Entonces llegó la verdadera sorpresa.
—Hay algo que quiero pedirte a cambio —le pidió su benefactor una noche, con una copa de whisky en la mano.
Brett arqueó una ceja. Lo había esperado. Nadie daba algo sin pedirlo de vuelta.
—¿Qué es? —preguntó, sin rodeos.
—Quiero que te cases con Poliana Salinas.
El nombre encendió una alarma en su cabeza. Conocía a los Salinas, los conocía como la palma de su mano... El pasado amenazaba con regresar. Y ahora… ahora estaba aquí, escuchando esa misma propuesta, pero desde una posición diferente.
—¿Por qué? —inquirió Brett, desconfiado.
—Digamos que me debes un favor. Además… no tienes opción.
Brett rió sin humor. Por supuesto que tenía opción. Siempre la tenía. Pero miró a los ojos de su benefactor y comprendió que esta vez no.
Aceptó.
Pero su mente ya tenía una narrativa clara. Poliana Salinas no era bienvenida en su corazón... nunca. Seguramente, tras la caída de su familia, había visto en él su última oportunidad de mantener su status. Era una interesada ¿Qué relación existía entre Poliana y su benefactor? Brett no pensó mucho en ello. No era más que otra mujer aferrándose al poder y al dinero.
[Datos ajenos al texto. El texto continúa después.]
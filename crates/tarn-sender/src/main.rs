//! Tarn sender daemon.
//!
//! Binds a UDP socket, waits for a receiver's one-byte session request, and
//! streams one file through the retransmission engine. Single-threaded
//! cooperative loop: the socket read deadline is the next timer expiry, so
//! ACK handling, timer checks, and dispatch interleave deterministically.

use std::fs;
use std::net::{IpAddr, UdpSocket};
use std::path::PathBuf;
use std::time::Duration;

use anyhow::{Context, Result};
use bytes::Bytes;
use clap::Parser;
use quanta::Instant;
use tracing::{debug, error, info};
use tracing_subscriber::EnvFilter;

use tarn_transport::congestion::{Algorithm, CongestionControl};
use tarn_transport::error::TransportError;
use tarn_transport::retransmit::{EngineConfig, RetransmitEngine};
use tarn_transport::session::{SenderAction, SenderSession};
use tarn_transport::wire::{AckFrame, DataFrame, MAX_DATAGRAM, MSS};

/// Floor on the socket read timeout (zero is rejected by the OS).
const MIN_POLL: Duration = Duration::from_millis(1);
/// Poll interval when no timer is pending.
const IDLE_POLL: Duration = Duration::from_millis(500);

#[derive(Parser)]
#[command(
    name = "tarn-sender",
    about = "Serve one file over the Tarn reliable-UDP transport"
)]
struct Args {
    /// Address to bind the UDP socket on.
    bind_ip: IpAddr,
    /// Port to bind.
    bind_port: u16,
    /// Hard cap on the congestion window, in bytes.
    window_bytes: Option<u64>,
    /// File to serve.
    #[arg(long, default_value = "data.txt")]
    file: PathBuf,
    /// Congestion control algorithm (cubic or bbr).
    #[arg(long, default_value = "cubic")]
    cc: Algorithm,
    /// Print the final sender statistics as JSON.
    #[arg(long)]
    stats_json: bool,
}

fn main() {
    tracing_subscriber::fmt()
        .with_env_filter(
            EnvFilter::try_from_default_env().unwrap_or_else(|_| EnvFilter::new("info")),
        )
        .init();

    let args = Args::parse();
    if let Err(err) = run(&args) {
        error!("session failed: {err:#}");
        std::process::exit(1);
    }
}

fn run(args: &Args) -> Result<()> {
    let data = fs::read(&args.file)
        .map_err(TransportError::SourceUnavailable)
        .with_context(|| format!("reading {}", args.file.display()))?;
    let segments: Vec<Bytes> = data
        .chunks(MSS)
        .map(Bytes::copy_from_slice)
        .collect();
    info!(
        file = %args.file.display(),
        bytes = data.len(),
        segments = segments.len(),
        cc = ?args.cc,
        "source loaded"
    );

    let socket = UdpSocket::bind((args.bind_ip, args.bind_port))
        .with_context(|| format!("binding {}:{}", args.bind_ip, args.bind_port))?;
    info!("listening on {}:{}", args.bind_ip, args.bind_port);

    // The first datagram from any peer is the session request; its sender
    // becomes the pinned peer for the rest of the session.
    let mut buf = [0u8; MAX_DATAGRAM];
    let (_, peer) = socket
        .recv_from(&mut buf)
        .context("waiting for session request")?;
    info!(%peer, "session request received");

    let now = Instant::now();
    let mut session = SenderSession::new(now);
    session.on_request(now);

    // Size the segment pool to the requested window so the slab can never
    // throttle dispatch below it.
    let pool_capacity = match args.window_bytes {
        Some(limit) => (limit / MSS as u64) as usize + 1,
        None => EngineConfig::default().pool_capacity,
    };
    let mut engine = RetransmitEngine::new(
        CongestionControl::new(args.cc, now),
        EngineConfig {
            window_limit: args.window_bytes,
            pool_capacity,
        },
    );
    engine.start(segments);

    let started = Instant::now();
    let total_bytes = data.len();

    loop {
        let now = Instant::now();

        // Timers fire before dispatch so a collapsed window is respected.
        for frame in engine.on_tick(now) {
            socket.send_to(&frame, peer).context("retransmit send")?;
        }
        for frame in engine.try_send(now) {
            socket.send_to(&frame, peer).context("segment send")?;
        }

        if engine.is_complete() {
            if let SenderAction::SendEof = session.on_transfer_complete(now) {
                socket
                    .send_to(&DataFrame::Eof.encode(), peer)
                    .context("EOF send")?;
            }
        }
        match session.poll(now) {
            SenderAction::SendEof => {
                socket
                    .send_to(&DataFrame::Eof.encode(), peer)
                    .context("EOF retransmit")?;
            }
            SenderAction::Fail(err) => return Err(err.into()),
            SenderAction::None => {}
        }
        if session.is_closed() {
            break;
        }

        // Block for ACKs until the next timer is due.
        let deadline = [engine.next_deadline(), session.next_deadline()]
            .into_iter()
            .flatten()
            .min();
        let timeout = deadline
            .map(|d| d.duration_since(now).max(MIN_POLL))
            .unwrap_or(IDLE_POLL);
        socket
            .set_read_timeout(Some(timeout))
            .context("setting socket deadline")?;

        match socket.recv_from(&mut buf) {
            Ok((len, from)) => {
                if from != peer {
                    debug!(%from, "ignoring datagram from unknown peer");
                    continue;
                }
                let now = Instant::now();
                session.on_peer_activity(now);
                match AckFrame::decode(Bytes::copy_from_slice(&buf[..len])) {
                    Ok(AckFrame::Ack { cum_ack, sacks }) => {
                        for frame in engine.on_ack(cum_ack, &sacks, now) {
                            socket.send_to(&frame, peer).context("fast retransmit")?;
                        }
                    }
                    Ok(AckFrame::EofAck) => session.on_eof_ack(),
                    Err(err) => debug!(%err, "dropping malformed frame"),
                }
            }
            Err(err)
                if matches!(
                    err.kind(),
                    std::io::ErrorKind::WouldBlock | std::io::ErrorKind::TimedOut
                ) => {}
            Err(err) => return Err(anyhow::Error::new(err).context("socket receive")),
        }
    }

    let elapsed = started.elapsed();
    let stats = engine.stats();
    info!(
        bytes = total_bytes,
        secs = elapsed.as_secs_f64(),
        mbps = total_bytes as f64 * 8.0 / elapsed.as_secs_f64().max(1e-9) / 1e6,
        retransmissions = stats.retransmissions,
        fast_retransmits = stats.fast_retransmits,
        timeouts = stats.timeouts,
        eof_attempts = session.eof_attempts(),
        "transfer complete"
    );
    if args.stats_json {
        println!("{}", serde_json::to_string_pretty(stats)?);
    }
    Ok(())
}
Lo miraría con esos ojos inocentes, pero él ya no creía en cuentos de hadas.
La haría pagar por cada decepción que había sufrido, por cada mujer que lo había traicionado. Si pensó encontrar en él un cajero automático, estaba equivocada.
Sin embargo, algo lo inquietaba. En su primera reunión con ella, al verla temblorosa pero desafiante, no nada familiar en su mirada. No vio la ambición, ni el hambre por su fortuna. Ella quería irse, no quería casarse con él. ¿Por qué aparentaba ser tan digna? ¿Por qué aparentaba que no lo reconocía? Eso lo enojó de inmediato.
Vio algo más. Algo que lo desconcertó. Y eso… lo enfureció aún más.